┏━━

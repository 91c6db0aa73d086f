//! Authenticator implementation
//!
//! Handles applying authentication to requests and managing token refresh.

use super::types::{AuthConfig, CachedToken};
use crate::error::{Error, Result};
use crate::types::JwtAlgorithm;
use chrono::Utc;
use jsonwebtoken::{encode, EncodingKey, Header};
use reqwest::{Client, RequestBuilder};
use serde::{Deserialize, Serialize};
use std::sync::Arc;
use tokio::sync::RwLock;
use tracing::debug;

/// Authenticator handles applying authentication to HTTP requests
pub struct Authenticator {
    /// Auth configuration
    config: AuthConfig,
    /// Cached access token for refreshable auth types
    cached_token: Arc<RwLock<Option<CachedToken>>>,
    /// HTTP client for token requests
    http_client: Client,
}

impl Authenticator {
    /// Create a new authenticator with the given config
    pub fn new(config: AuthConfig) -> Self {
        Self::with_client(config, Client::new())
    }

    /// Create an authenticator with a custom HTTP client
    pub fn with_client(config: AuthConfig, http_client: Client) -> Self {
        Self {
            config,
            cached_token: Arc::new(RwLock::new(None)),
            http_client,
        }
    }

    /// Apply authentication to a request builder
    pub async fn apply(&self, req: RequestBuilder) -> Result<RequestBuilder> {
        match &self.config {
            AuthConfig::None => Ok(req),
            AuthConfig::Bearer { token } => Ok(req.bearer_auth(token)),
            AuthConfig::Oauth2Refresh { .. } | AuthConfig::ServiceAccount { .. } => {
                let token = self.get_or_refresh_token().await?;
                Ok(req.bearer_auth(token))
            }
        }
    }

    /// Get a valid token, refreshing if necessary
    async fn get_or_refresh_token(&self) -> Result<String> {
        {
            let cached = self.cached_token.read().await;
            if let Some(token) = cached.as_ref() {
                if !token.is_expired() {
                    return Ok(token.token.clone());
                }
            }
        }

        let mut cached = self.cached_token.write().await;

        // Another task may have refreshed while we waited for the write lock
        if let Some(token) = cached.as_ref() {
            if !token.is_expired() {
                return Ok(token.token.clone());
            }
        }

        let new_token = self.fetch_new_token().await?;
        let token_str = new_token.token.clone();
        *cached = Some(new_token);

        Ok(token_str)
    }

    /// Fetch a new token based on auth type
    async fn fetch_new_token(&self) -> Result<CachedToken> {
        match &self.config {
            AuthConfig::Oauth2Refresh {
                token_url,
                client_id,
                client_secret,
                refresh_token,
            } => {
                let form = [
                    ("grant_type", "refresh_token"),
                    ("client_id", client_id.as_str()),
                    ("client_secret", client_secret.as_str()),
                    ("refresh_token", refresh_token.as_str()),
                ];
                self.exchange(token_url, &form).await
            }

            AuthConfig::ServiceAccount {
                client_email,
                private_key,
                token_url,
                scopes,
                subject,
                algorithm,
                token_lifetime_seconds,
            } => {
                let assertion = sign_assertion(
                    client_email,
                    subject.as_deref(),
                    token_url,
                    scopes,
                    private_key,
                    *algorithm,
                    *token_lifetime_seconds,
                )?;
                let form = [
                    ("grant_type", "urn:ietf:params:oauth:grant-type:jwt-bearer"),
                    ("assertion", assertion.as_str()),
                ];
                self.exchange(token_url, &form).await
            }

            _ => Err(Error::auth(
                "Token refresh not supported for this auth type",
            )),
        }
    }

    /// POST a token request form and parse the access token
    async fn exchange(&self, token_url: &str, form: &[(&str, &str)]) -> Result<CachedToken> {
        debug!("Requesting access token from {}", token_url);
        let response = self
            .http_client
            .post(token_url)
            .form(form)
            .send()
            .await
            .map_err(Error::Http)?;

        if !response.status().is_success() {
            let status = response.status().as_u16();
            let body = response.text().await.unwrap_or_default();
            return Err(Error::TokenRefresh {
                message: format!("Token request failed with status {status}: {body}"),
            });
        }

        let token_response: TokenResponse = response.json().await.map_err(Error::Http)?;
        Ok(token_response.into_cached_token())
    }

    /// Clear the cached token (forces a refresh on next use)
    pub async fn clear_cache(&self) {
        let mut cached = self.cached_token.write().await;
        *cached = None;
    }

    /// Get the current auth config
    pub fn config(&self) -> &AuthConfig {
        &self.config
    }
}

/// Sign the service account assertion
pub(crate) fn sign_assertion(
    issuer: &str,
    subject: Option<&str>,
    audience: &str,
    scopes: &[String],
    private_key: &str,
    algorithm: JwtAlgorithm,
    lifetime_seconds: u64,
) -> Result<String> {
    let now = Utc::now().timestamp();
    #[allow(clippy::cast_possible_wrap)]
    let exp = now + lifetime_seconds as i64;

    let claims = JwtClaims {
        iss: issuer.to_string(),
        sub: subject.map(String::from),
        scope: scopes.join(" "),
        aud: audience.to_string(),
        iat: now,
        exp,
    };

    let encoding_key =
        EncodingKey::from_rsa_pem(private_key.as_bytes()).map_err(|e| Error::JwtGeneration {
            message: format!("Invalid private key: {e}"),
        })?;

    encode(&Header::new(algorithm.into()), &claims, &encoding_key).map_err(|e| {
        Error::JwtGeneration {
            message: format!("Failed to encode JWT: {e}"),
        }
    })
}

/// OAuth2 token response
#[derive(Debug, Deserialize)]
struct TokenResponse {
    access_token: String,
    #[serde(default)]
    expires_in: Option<i64>,
}

impl TokenResponse {
    fn into_cached_token(self) -> CachedToken {
        match self.expires_in {
            Some(secs) => CachedToken::expires_in(self.access_token, secs),
            None => CachedToken::new(self.access_token, None),
        }
    }
}

/// Service account assertion claims
#[derive(Debug, Serialize, Deserialize)]
pub(crate) struct JwtClaims {
    pub(crate) iss: String,
    #[serde(skip_serializing_if = "Option::is_none", default)]
    pub(crate) sub: Option<String>,
    pub(crate) scope: String,
    pub(crate) aud: String,
    pub(crate) iat: i64,
    pub(crate) exp: i64,
}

┗━━

=== Required action ===
Look above for the line with "let response = self"; retype exactly that line, every line after it up to the line with "let status = response.status().as_u16();", and that line too, nothing else.

=== Exercise answer ===
        let response = self
            .http_client
            .post(token_url)
            .form(form)
            .send()
            .await
            .map_err(Error::Http)?;

        if !response.status().is_success() {
            let status = response.status().as_u16();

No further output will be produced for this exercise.